Current automatic insulin delivery systems are inadequate in controlling blood glucose levels due to the complexity of disturbances from factors like meals, activity, and stress, as they fail to accurately determine the insulin infusion rate to eliminate the effects of modeled disturbances.

Innovation Solution

A semi-coupled modeling network using a feedforward control method that incorporates input dynamics, unmeasured pseudo-blood insulin, and blood glucose dynamics, along with sensors monitoring variables such as body position, movement, and galvanic skin response, to proactively adjust insulin infusion rates.

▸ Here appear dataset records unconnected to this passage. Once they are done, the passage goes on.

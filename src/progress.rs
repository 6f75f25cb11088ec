//! Progress and status reporting.
//!
//! Long running operations push two kinds of events to a [`ProgressSink`]:
//! `progress(current, total)` and `message(level, text)`. The sink is purely
//! observational; nothing in the analytics or bulk logic reads it back.
//!
//! Within one call a [`ProgressTracker`] fixes `total` and keeps `current`
//! monotonically non-decreasing, so stage boundaries and per-record updates can be
//! emitted without each stage having to know what the previous one reported.

use log::{debug, error, info, warn};
use serde::Serialize;
use std::sync::Mutex;
use tokio::sync::mpsc;

/// Severity of a status message, as understood by MCP clients.
#[derive(Debug, Clone, Copy, PartialEq, Eq, PartialOrd, Ord, Hash, Serialize)]
#[serde(rename_all = "lowercase")]
pub enum MessageLevel {
    Debug,
    Info,
    Warning,
    Error,
}

impl MessageLevel {
    pub fn as_str(&self) -> &'static str {
        match self {
            Self::Debug => "debug",
            Self::Info => "info",
            Self::Warning => "warning",
            Self::Error => "error",
        }
    }
}

/// A single event emitted by an operation.
#[derive(Debug, Clone, PartialEq, Serialize)]
#[serde(tag = "type", rename_all = "lowercase")]
pub enum ProgressEvent {
    Progress { current: u64, total: u64 },
    Message { level: MessageLevel, text: String },
}

/// Destination for progress and status events.
pub trait ProgressSink: Send + Sync {
    /// Report that `current` of `total` units are done.
    fn progress(&self, current: u64, total: u64);

    /// Report an informational, warning or error message.
    fn message(&self, level: MessageLevel, text: &str);

    fn debug(&self, text: &str) {
        self.message(MessageLevel::Debug, text);
    }

    fn info(&self, text: &str) {
        self.message(MessageLevel::Info, text);
    }

    fn warning(&self, text: &str) {
        self.message(MessageLevel::Warning, text);
    }

    fn error(&self, text: &str) {
        self.message(MessageLevel::Error, text);
    }
}

/// Discards every event.
#[derive(Debug, Clone, Copy, Default)]
pub struct NoopSink;

impl ProgressSink for NoopSink {
    fn progress(&self, _current: u64, _total: u64) {}

    fn message(&self, _level: MessageLevel, _text: &str) {}
}

/// Forwards messages to the `log` facade; progress goes to `debug`.
#[derive(Debug, Clone, Copy, Default)]
pub struct LogSink;

impl ProgressSink for LogSink {
    fn progress(&self, current: u64, total: u64) {
        debug!("progress {}/{}", current, total);
    }

    fn message(&self, level: MessageLevel, text: &str) {
        match level {
            MessageLevel::Debug => debug!("{}", text),
            MessageLevel::Info => info!("{}", text),
            MessageLevel::Warning => warn!("{}", text),
            MessageLevel::Error => error!("{}", text),
        }
    }
}

/// Keeps every event in order. Used by tests and to attach events to tool results.
#[derive(Debug, Default)]
pub struct RecordingSink {
    events: Mutex<Vec<ProgressEvent>>,
}

impl RecordingSink {
    pub fn new() -> Self {
        Self::default()
    }

    /// Snapshot of all events so far.
    pub fn events(&self) -> Vec<ProgressEvent> {
        self.lock().clone()
    }

    /// Only the progress values, in order.
    pub fn progress_values(&self) -> Vec<(u64, u64)> {
        self.lock()
            .iter()
            .filter_map(|event| match event {
                ProgressEvent::Progress { current, total } => Some((*current, *total)),
                ProgressEvent::Message { .. } => None,
            })
            .collect()
    }

    /// Message texts at `level`, in order.
    pub fn messages(&self, level: MessageLevel) -> Vec<String> {
        self.lock()
            .iter()
            .filter_map(|event| match event {
                ProgressEvent::Message { level: l, text } if *l == level => Some(text.clone()),
                _ => None,
            })
            .collect()
    }

    fn lock(&self) -> std::sync::MutexGuard<'_, Vec<ProgressEvent>> {
        // A panic while pushing cannot leave the Vec half-updated.
        self.events.lock().unwrap_or_else(|poisoned| poisoned.into_inner())
    }
}

impl ProgressSink for RecordingSink {
    fn progress(&self, current: u64, total: u64) {
        self.lock().push(ProgressEvent::Progress { current, total });
    }

    fn message(&self, level: MessageLevel, text: &str) {
        self.lock().push(ProgressEvent::Message {
            level,
            text: text.to_string(),
        });
    }
}

/// Streams events over an unbounded channel, e.g. to a transport writer task.
///
/// Events sent after the receiver is dropped are silently discarded.
#[derive(Debug, Clone)]
pub struct ChannelSink {
    sender: mpsc::UnboundedSender<ProgressEvent>,
}

impl ChannelSink {
    pub fn new(sender: mpsc::UnboundedSender<ProgressEvent>) -> Self {
        Self { sender }
    }

    /// Create a sink together with its receiving end.
    pub fn channel() -> (Self, mpsc::UnboundedReceiver<ProgressEvent>) {
        let (sender, receiver) = mpsc::unbounded_channel();
        (Self { sender }, receiver)
    }
}

impl ProgressSink for ChannelSink {
    fn progress(&self, current: u64, total: u64) {
        let _ = self.sender.send(ProgressEvent::Progress { current, total });
    }

    fn message(&self, level: MessageLevel, text: &str) {
        let _ = self.sender.send(ProgressEvent::Message {
            level,
            text: text.to_string(),
        });
    }
}

/// Sends every event to two sinks.
pub struct TeeSink<'a> {
    first: &'a dyn ProgressSink,
    second: &'a dyn ProgressSink,
}

impl<'a> TeeSink<'a> {
    pub fn new(first: &'a dyn ProgressSink, second: &'a dyn ProgressSink) -> Self {
        Self { first, second }
    }
}

impl ProgressSink for TeeSink<'_> {
    fn progress(&self, current: u64, total: u64) {
        self.first.progress(current, total);
        self.second.progress(current, total);
    }

    fn message(&self, level: MessageLevel, text: &str) {
        self.first.message(level, text);
        self.second.message(level, text);
    }
}

/// Per-call progress accounting over a fixed total.
///
/// `current` never moves backwards and never exceeds `total`; a request to report
/// a smaller value re-emits the current position instead.
pub struct ProgressTracker<'a> {
    sink: &'a dyn ProgressSink,
    total: u64,
    current: u64,
}

impl<'a> ProgressTracker<'a> {
    pub fn new(sink: &'a dyn ProgressSink, total: u64) -> Self {
        Self {
            sink,
            total,
            current: 0,
        }
    }

    /// Tracker for percentage based reporting.
    pub fn percent(sink: &'a dyn ProgressSink) -> Self {
        Self::new(sink, 100)
    }

    /// Report `current`, clamped to `[last reported, total]`.
    pub fn advance_to(&mut self, current: u64) {
        self.current = current.clamp(self.current, self.total);
        self.sink.progress(self.current, self.total);
    }

    /// Report the position of item `index` (0-based) of `len` inside the span
    /// `[start, start + span)`, using integer arithmetic.
    pub fn advance_within(&mut self, start: u64, span: u64, index: usize, len: usize) {
        if len == 0 {
            return;
        }
        let offset = (index as u64).saturating_mul(span) / len as u64;
        self.advance_to(start + offset);
    }

    pub fn current(&self) -> u64 {
        self.current
    }

    pub fn total(&self) -> u64 {
        self.total
    }

    /// The sink, for status messages.
    pub fn sink(&self) -> &'a dyn ProgressSink {
        self.sink
    }
}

Engineering Contradictions & Design Principles

VSEngineering Contradiction Analysis

1Reliability

If feedforward control is used to proactively cancel disturbance effects on blood glucose, then control effectiveness is improved, but model accuracy is insufficient to determine accurate insulin infusion rates

Engineering Contradiction:
Improvecontrol effectivenessVSAvoidmodel accuracy
Core Design Contradiction:
ReliabilityVSMeasurement precision

Solution Approach 1:

The system segments the complex disturbance modeling into multiple independent components: carbohydrate intake modeling, insulin sensitivity modeling, and activity/stress modeling. Each component is modeled separately with its own parameters and dynamics, allowing accurate representation of each disturbance source while maintaining overall model tractability for feedforward control calculation.

Inventive Principle:
Principle #1Segmentation

Solution Approach 2:

The system transitions from traditional single-dimensional glucose response modeling to multi-dimensional modeling by incorporating parallel pathways: carbohydrate absorption dynamics, insulin pharmacokinetics/pharmacodynamics, and activity-induced glucose utilization. This dimensional expansion captures the complex inter-relationships of multiple disturbances simultaneously, enabling accurate feedforward insulin rate determination.

Inventive Principle:
Principle #17Another dimension (Dimensionality change)

2Measurement precision

If multiple disturbances (meals, activity, stress) are modeled to improve glucose control, then control accuracy is improved, but system complexity increases

Engineering Contradiction:
Improveglucose control accuracyVSAvoidsystem complexity
Core Design Contradiction:
Measurement precisionVSDevice complexity

Solution Approach 1:

The system divides complex disturbance modeling into separable modules: meal/carbohydrate modeling, insulin sensitivity modeling, and activity modeling. Each module processes specific input variables independently, reducing the computational burden of modeling all disturbances simultaneously while maintaining comprehensive coverage of glucose-affecting factors.

Inventive Principle:
Principle #1Segmentation

Solution Approach 2:

The system utilizes readily available sensor data (continuous glucose monitoring, activity sensors) and user inputs (meal logs) to automatically generate disturbance models without requiring additional complex measurements or manual intervention. The model self-adjusts parameters based on observed glucose responses to various disturbances, reducing system complexity while improving accuracy.

Inventive Principle:
Principle #25Self-service

Data Source

PatentUS10064994B2Automatic insulin delivery system
Publication Date: 2018.09.04 IOWA STATE UNIV RES FOUND INC
  • US10064994B2 patent drawing
  • US10064994B2 patent drawing
  • US10064994B2 patent drawing

AI summary

A system and method for automatically administering insulin based on a feedforward control. The automatic insulin delivery system may include a computing device comprising a processor, machine readable non-transitory media which stores the coupled-model of the invention, and a monitoring system. The machine readable transitory media may be configured to receive one or more inputs and the coupled-model may utilize a feedforward control to parameterize the inputs and generate an output that can be translated to a type and amount of insulin to be administered by the system. The input(s) received by the machine readable non-transitory media may be created by a user or received from one or more sensors. The method may include providing a model that is stored on a machine readable non-transitory media and administering insulin based on the output provided by the model.